A surprisingly easy to make snack!
While this dish is both decadent and delicious, the recipe is as simple as poaching a few pears and blending together a simple sauce! The only hard part is the waiting you have to do before you can dig in! Poached pears go well with any number of different sauces, glazes, or syrups, so if raspberries aren’t your thing, you can always try out any other fruit sauce, or even chocolate if you so desire!
Poached pears?
While finding any true origin of a dish is hard to do, the concept of pears in syrup appears as early as the early 15th century listed as “Wardonys in Syryp” [1]. The recipe itself could and probably does date further back, perhaps even to roman times [2], but the main concepts stand; poach the pears and serve with some sort of dressing!
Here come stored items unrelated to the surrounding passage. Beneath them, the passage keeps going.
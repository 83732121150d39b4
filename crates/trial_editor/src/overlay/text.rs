//! Colour and effect toolbox shown while the dialogue text has focus
//!
//! The toolbox edits nothing itself. Its buttons hand [`HostEdit`]s back to
//! the timeline, which applies them to the row's text widget at the cursor.

use trial_core::{FrameData, FrameId, TrialData};

use super::{HostEdit, MiniEditor, OverlayBindings};
use crate::messages::{OverlayAction, TextEffect, UiMessage};
use crate::surface::{FormKind, FormOptions, FormValue, FormWidget, NodeId, UiEvent, UiServices};

/// Colour buttons of the toolbox: (locale key, colour value)
pub const TEXT_COLOURS: [(&str, &str); 4] = [
    ("white", "white"),
    ("red", "#F77337"),
    ("green", "#00F61C"),
    ("blue", "#6BC7F6"),
];

/// Initial value of the free colour picker
pub const PICKER_DEFAULT: &str = "#ffffff";

/// Opening tag wrapping a selection in `colour`
pub fn colour_tag(colour: &str) -> String {
    format!("[#/colour:{}]", colour)
}

/// Closing tag of a coloured selection
pub const COLOUR_TAG_END: &str = "[/#]";

#[derive(Default)]
pub struct TextToolbox {
    bindings: OverlayBindings,
    picker: Option<Box<dyn FormWidget>>,
}

impl TextToolbox {
    pub fn new() -> Self {
        Self::default()
    }
}

impl MiniEditor for TextToolbox {
    fn build(&mut self, host: NodeId, _frame: &FrameData, _data: &TrialData, ui: &mut UiServices) {
        self.bindings.attach(host);

        let colours = ui.element(host, "div");
        ui.surface.set_class(colours, "controls", true);
        ui.localized(colours, "span", "colours");
        for (key, value) in TEXT_COLOURS {
            let button = ui.localized(colours, "button", key);
            self.bindings.bind(
                ui,
                button,
                UiEvent::Click,
                UiMessage::Overlay(OverlayAction::TextColour(value.to_string())),
            );
        }

        let picker_row = ui.element(host, "div");
        ui.surface.set_class(picker_row, "controls", true);
        ui.localized(picker_row, "span", "colour_picker");
        let picker = ui.form_element(
            picker_row,
            FormKind::Colour,
            FormValue::Text(PICKER_DEFAULT.to_string()),
            FormOptions::new(),
        );
        self.bindings.bind(
            ui,
            picker.node(),
            UiEvent::Change,
            UiMessage::Overlay(OverlayAction::PickedColour),
        );
        self.picker = Some(picker);

        let effects = ui.element(host, "div");
        ui.surface.set_class(effects, "controls", true);
        ui.localized(effects, "span", "effects");
        for effect in TextEffect::all() {
            let button = ui.localized(effects, "button", effect.key());
            self.bindings.bind(
                ui,
                button,
                UiEvent::Click,
                UiMessage::Overlay(OverlayAction::InsertTextEffect(*effect)),
            );
        }
        ui.translate(host);
    }

    fn handle(&mut self, action: &OverlayAction, _data: &TrialData, _ui: &mut UiServices) -> Option<HostEdit> {
        match action {
            OverlayAction::InsertTextEffect(effect) => Some(HostEdit::InsertText(effect.markup().to_string())),
            OverlayAction::TextColour(colour) => Some(HostEdit::Colour(colour.clone())),
            OverlayAction::PickedColour => self
                .picker
                .as_ref()
                .map(|w| w.value().as_text())
                .filter(|c| !c.is_empty())
                .map(HostEdit::Colour),
            _ => None,
        }
    }

    fn close_minieditor(&mut self, _frame_id: FrameId, _data: &mut TrialData, ui: &mut UiServices) -> bool {
        self.picker = None;
        self.bindings.release(ui);
        true
    }
}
This specific recipe comes from a catering company called Lobecca that operated in the Madison area from the 1980s to the year 2000, in an internal booklet of many of the key recipes that were offered by the catering company throughout the years [3].
A pear in sauce.
Ingredients
- 6 pears
- 1/4 cup lemon juice
- 4 cups of water
- 1 cup raspberries
- 1/2 cup orange juice
- 2 tablespoons lime juice
Steps
- Peel pears and cut a thin slice off the bottom of each pear.
- Place pears upright in a large saucepan and add water and lemon juice.
- Bring to a boil, lower the heat to a simmer and cook for 15 minutes.
- Drain saucepan.
- Place pears in a baking dish and let chill in refrigerator for 3-7 hours.
- Place ingredients for sauce in a food processor or a blender, and blend for 30 seconds.
- When serving, spoon raspberry sauce over and around individual pears.
References
[1] T. Austin, in Two fifteenth-century cookery-books. 1888
[2] “Nova online | secrets of lost empires | roman bath | real roman recipes | pear patina,” PBS, https://www.pbs.org/wgbh/nova/lostempires/roman/patina.html [accessed Oct. 28, 2024].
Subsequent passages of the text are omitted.